Allen County Councilman

Personal details
- Born: April 8, 1922 Montpelier, Ohio, USA
- Died: April 23, 2008 (aged 86) Fort Wayne, Indiana, USA
- Party: Republican
- Spouse: Jeanne S. Lougheed
- Alma mater: Purdue University
- Occupation: Entrepreneur, Civic Leader
- Website: www.cooklougheed.com

= Cook Lougheed =

American politician

Cook Olin Pierre "O.P." Lougheed (April 8, 1922 – April 23, 2008) was a Fort Wayne entrepreneur, Allen County Councilman, civil leader and philanthropist. He was well known for his lengthy service to the Fort Wayne Children's Zoo, Parkview Hospital and the Boy Scouts of America.

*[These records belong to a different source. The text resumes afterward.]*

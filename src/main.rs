use std::fs::File;
use std::io::{self, BufRead, BufReader, Write};
use std::path::PathBuf;
use std::sync::Arc;

use anyhow::{Context, Result};
use chrono::{DateTime, Utc};
use clap::{Parser, ValueEnum};
use serde::{Deserialize, Serialize};

use repgrade_lib::{
    ExerciseKind, Gender, GradingConfig, GradingEngine, Landmark, PoseFrame, ScoreOutcome,
    ScoreTable, SessionSummary, YAxis,
};

#[derive(Parser, Debug)]
#[command(name = "repgrade")]
#[command(about = "Replay recorded pose landmarks through the rep grading engine", long_about = None)]
#[command(after_help = "Input is JSON lines: {\"timestampMs\": 0, \"landmarks\": [{\"x\": 0.5, \"y\": 0.4, \"visibility\": 0.9}, ...]} in MediaPipe landmark order.")]
struct Cli {
    /// Exercise to grade: pushup, situp or pullup
    #[arg(long)]
    exercise: ExerciseKind,

    /// JSON-lines file of recorded frames
    #[arg(long)]
    input: PathBuf,

    /// Grading config JSON (defaults when omitted)
    #[arg(long)]
    config: Option<PathBuf>,

    /// Score table JSON (built-in chart when omitted)
    #[arg(long)]
    score_table: Option<PathBuf>,

    /// Age used for the standardized score
    #[arg(long)]
    age: Option<u32>,

    /// Gender used for the standardized score (default: male)
    #[arg(long)]
    gender: Option<Gender>,

    /// Vertical axis convention of the recording, overrides the config
    #[arg(long, value_enum)]
    y_axis: Option<AxisArg>,

    /// Emit debug logs
    #[arg(long)]
    debug: bool,
}

#[derive(Copy, Clone, Debug, ValueEnum)]
enum AxisArg {
    Down,
    Up,
}

impl From<AxisArg> for YAxis {
    fn from(arg: AxisArg) -> Self {
        match arg {
            AxisArg::Down => YAxis::Down,
            AxisArg::Up => YAxis::Up,
        }
    }
}

#[derive(Debug, Deserialize)]
#[serde(rename_all = "camelCase")]
struct FrameRecord {
    timestamp_ms: i64,
    landmarks: Vec<Landmark>,
}

#[derive(Debug, Serialize)]
#[serde(rename_all = "camelCase")]
struct ReplayReport {
    summary: SessionSummary,
    score: Option<ScoreOutcome>,
}

fn main() -> Result<()> {
    let cli = Cli::parse();

    env_logger::Builder::from_default_env()
        .filter_level(if cli.debug {
            log::LevelFilter::Debug
        } else {
            log::LevelFilter::Info
        })
        .init();

    let mut config = match &cli.config {
        Some(path) => GradingConfig::load(path)?,
        None => GradingConfig::default(),
    };
    if let Some(axis) = cli.y_axis {
        config.y_axis = axis.into();
    }

    let table = match &cli.score_table {
        Some(path) => ScoreTable::load(path)?,
        None => ScoreTable::builtin()?,
    };

    let ingest = config.ingest_options();
    let mut engine = GradingEngine::new(cli.exercise, config, Arc::new(table));
    engine.start()?;

    let file = File::open(&cli.input)
        .with_context(|| format!("Failed to open {}", cli.input.display()))?;
    let stdout = io::stdout();
    let mut out = stdout.lock();

    for (index, line) in BufReader::new(file).lines().enumerate() {
        let line = line.with_context(|| format!("Failed to read line {}", index + 1))?;
        if line.trim().is_empty() {
            continue;
        }
        let record: FrameRecord = serde_json::from_str(&line)
            .with_context(|| format!("Invalid frame on line {}", index + 1))?;
        let timestamp = DateTime::<Utc>::from_timestamp_millis(record.timestamp_ms)
            .with_context(|| format!("Timestamp out of range on line {}", index + 1))?;

        let frame = PoseFrame::from_landmarks(&record.landmarks, timestamp, &ingest);
        let result = engine.process_frame(&frame)?;
        writeln!(out, "{}", serde_json::to_string(&result)?)?;
    }

    let summary = engine.stop()?;
    let score = match cli.age {
        Some(age) => Some(engine.standard_score(age, cli.gender.unwrap_or(Gender::Male))?),
        None => None,
    };

    let report = ReplayReport { summary, score };
    writeln!(out, "{}", serde_json::to_string_pretty(&report)?)?;
    Ok(())
}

A longtime Fort Wayne resident, Lougheed started the Earth Construction Company in the 1950s. A highly successful businessman, at one time, Cook was president of 11 different companies, involving real estate and lake developments and equipment. He was inducted into the Greater Fort Wayne Junior Achievement Business and Education Leaders Hall of Fame in 2004 and received one of scouting's highest awards - the Distinguished Eagle Scout Award in 1977.

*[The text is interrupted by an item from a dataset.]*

pub mod calibrator;
pub mod profile;

pub use calibrator::Calibrator;
pub use profile::{Anchors, CalibrationProfile, CalibrationSource};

In addition to his entrepreneurial success, Cook volunteered with many local organizations. He served the Fort Wayne Zoological Society for 34 years (two years as board president). Contributing to the development of the African Safari Veldt was one of his greatest accomplishments.

He served Parkview Hospital for 30 years. In fact, the Frances Slocum Elementary School was renamed the Lougheed Center to honor Cook for all his years of service on the Parkview Hospital Board.

He also served the Association of Building Contractors, Greater Fort Wayne Chamber of Commerce, Fort Wayne Rotary Club, Kiwanis, The John Purdue Club and his local church, to name a few. He was elected Allen County Councilman in the 1970s.